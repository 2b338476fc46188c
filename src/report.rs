use serde::Serialize;
use serde_json::Value;

/// Function name used when no stack trace is available at all.
pub const UNKNOWN_FUNCTION: &str = "<unknown function>";

/// Function name used when a trace exists but names no function.
pub const NO_FUNCTION: &str = "<none>";

/// Source location attached to entries so Error Reporting can group them.
#[derive(Debug, Clone, PartialEq, Serialize)]
#[serde(rename_all = "camelCase")]
pub struct ReportLocation {
    #[serde(skip_serializing_if = "Option::is_none")]
    pub file_path: Option<Value>,
    #[serde(skip_serializing_if = "Option::is_none")]
    pub line_number: Option<Value>,
    pub function_name: String,
}

/// Format the function name from the first frame of a stack trace.
///
/// Produces `function` for free functions, `Class->function` for instance
/// calls and `Class::function` for static calls: the frame's `class`,
/// `type` and `function` fields concatenated in that order, each part only
/// when present.
pub fn function_name_for_report(trace: Option<&[Value]>) -> String {
    let Some(trace) = trace else {
        return UNKNOWN_FUNCTION.to_string();
    };

    let Some(frame) = trace.first() else {
        return NO_FUNCTION.to_string();
    };

    let function = match frame_part(frame, "function") {
        Some(f) if !f.is_empty() => f,
        _ => return NO_FUNCTION.to_string(),
    };

    let mut name = String::new();
    if let Some(class) = frame_part(frame, "class") {
        name.push_str(&class);
    }
    if let Some(call_type) = frame_part(frame, "type") {
        name.push_str(&call_type);
    }
    name.push_str(&function);
    name
}

fn frame_part(frame: &Value, key: &str) -> Option<String> {
    match frame.get(key)? {
        Value::Null | Value::Bool(false) => None,
        Value::String(s) => Some(s.clone()),
        other => Some(other.to_string()),
    }
}

#[cfg(test)]
mod tests {
    use super::*;
    use serde_json::json;

    #[test]
    fn instance_call_is_class_type_function() {
        let trace = [json!({"function": "f", "type": "->", "class": "C"})];
        assert_eq!(function_name_for_report(Some(&trace)), "C->f");
    }

    #[test]
    fn static_call_and_free_function() {
        let statik = [json!({"function": "boot", "type": "::", "class": "App\\Kernel"})];
        assert_eq!(function_name_for_report(Some(&statik)), "App\\Kernel::boot");

        let free = [json!({"function": "main"})];
        assert_eq!(function_name_for_report(Some(&free)), "main");
    }

    #[test]
    fn missing_trace_is_unknown_function() {
        assert_eq!(function_name_for_report(None), UNKNOWN_FUNCTION);
    }

    #[test]
    fn frame_without_function_is_none() {
        assert_eq!(function_name_for_report(Some(&[json!({"class": "C"})])), NO_FUNCTION);
        assert_eq!(function_name_for_report(Some(&[json!({"function": ""})])), NO_FUNCTION);
        assert_eq!(function_name_for_report(Some(&[])), NO_FUNCTION);
    }

    #[test]
    fn only_first_frame_is_used() {
        let trace = [json!({"function": "inner"}), json!({"function": "outer", "class": "X"})];
        assert_eq!(function_name_for_report(Some(&trace)), "inner");
    }

    #[test]
    fn location_serializes_camel_case() {
        let loc = ReportLocation {
            file_path: Some(json!("/a.rs")),
            line_number: Some(json!(10)),
            function_name: NO_FUNCTION.to_string(),
        };
        assert_eq!(
            serde_json::to_value(&loc).unwrap(),
            json!({"filePath": "/a.rs", "lineNumber": 10, "functionName": "<none>"})
        );
    }
}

* Exercise directions
Retype all of the data shown above, word for word.

* Response to this task
repository 2b338476fc46188c
filename src/report.rs
use serde::Serialize;
use serde_json::Value;

/// Function name used when no stack trace is available at all.
pub const UNKNOWN_FUNCTION: &str = "<unknown function>";

/// Function name used when a trace exists but names no function.
pub const NO_FUNCTION: &str = "<none>";

/// Source location attached to entries so Error Reporting can group them.
#[derive(Debug, Clone, PartialEq, Serialize)]
#[serde(rename_all = "camelCase")]
pub struct ReportLocation {
    #[serde(skip_serializing_if = "Option::is_none")]
    pub file_path: Option<Value>,
    #[serde(skip_serializing_if = "Option::is_none")]
    pub line_number: Option<Value>,
    pub function_name: String,
}

/// Format the function name from the first frame of a stack trace.
///
/// Produces `function` for free functions, `Class->function` for instance
/// calls and `Class::function` for static calls: the frame's `class`,
/// `type` and `function` fields concatenated in that order, each part only
/// when present.
pub fn function_name_for_report(trace: Option<&[Value]>) -> String {
    let Some(trace) = trace else {
        return UNKNOWN_FUNCTION.to_string();
    };

    let Some(frame) = trace.first() else {
        return NO_FUNCTION.to_string();
    };

    let function = match frame_part(frame, "function") {
        Some(f) if !f.is_empty() => f,
        _ => return NO_FUNCTION.to_string(),
    };

    let mut name = String::new();
    if let Some(class) = frame_part(frame, "class") {
        name.push_str(&class);
    }
    if let Some(call_type) = frame_part(frame, "type") {
        name.push_str(&call_type);
    }
    name.push_str(&function);
    name
}

fn frame_part(frame: &Value, key: &str) -> Option<String> {
    match frame.get(key)? {
        Value::Null | Value::Bool(false) => None,
        Value::String(s) => Some(s.clone()),
        other => Some(other.to_string()),
    }
}

#[cfg(test)]
mod tests {
    use super::*;
    use serde_json::json;

    #[test]
    fn instance_call_is_class_type_function() {
        let trace = [json!({"function": "f", "type": "->", "class": "C"})];
        assert_eq!(function_name_for_report(Some(&trace)), "C->f");
    }

    #[test]
    fn static_call_and_free_function() {
        let statik = [json!({"function": "boot", "type": "::", "class": "App\\Kernel"})];
        assert_eq!(function_name_for_report(Some(&statik)), "App\\Kernel::boot");

        let free = [json!({"function": "main"})];
        assert_eq!(function_name_for_report(Some(&free)), "main");
    }

    #[test]
    fn missing_trace_is_unknown_function() {
        assert_eq!(function_name_for_report(None), UNKNOWN_FUNCTION);
    }

    #[test]
    fn frame_without_function_is_none() {
        assert_eq!(function_name_for_report(Some(&[json!({"class": "C"})])), NO_FUNCTION);
        assert_eq!(function_name_for_report(Some(&[json!({"function": ""})])), NO_FUNCTION);
        assert_eq!(function_name_for_report(Some(&[])), NO_FUNCTION);
    }

    #[test]
    fn only_first_frame_is_used() {
        let trace = [json!({"function": "inner"}), json!({"function": "outer", "class": "X"})];
        assert_eq!(function_name_for_report(Some(&trace)), "inner");
    }

    #[test]
    fn location_serializes_camel_case() {
        let loc = ReportLocation {
            file_path: Some(json!("/a.rs")),
            line_number: Some(json!(10)),
            function_name: NO_FUNCTION.to_string(),
        };
        assert_eq!(
            serde_json::to_value(&loc).unwrap(),
            json!({"filePath": "/a.rs", "lineNumber": 10, "functionName": "<none>"})
        );
    }
}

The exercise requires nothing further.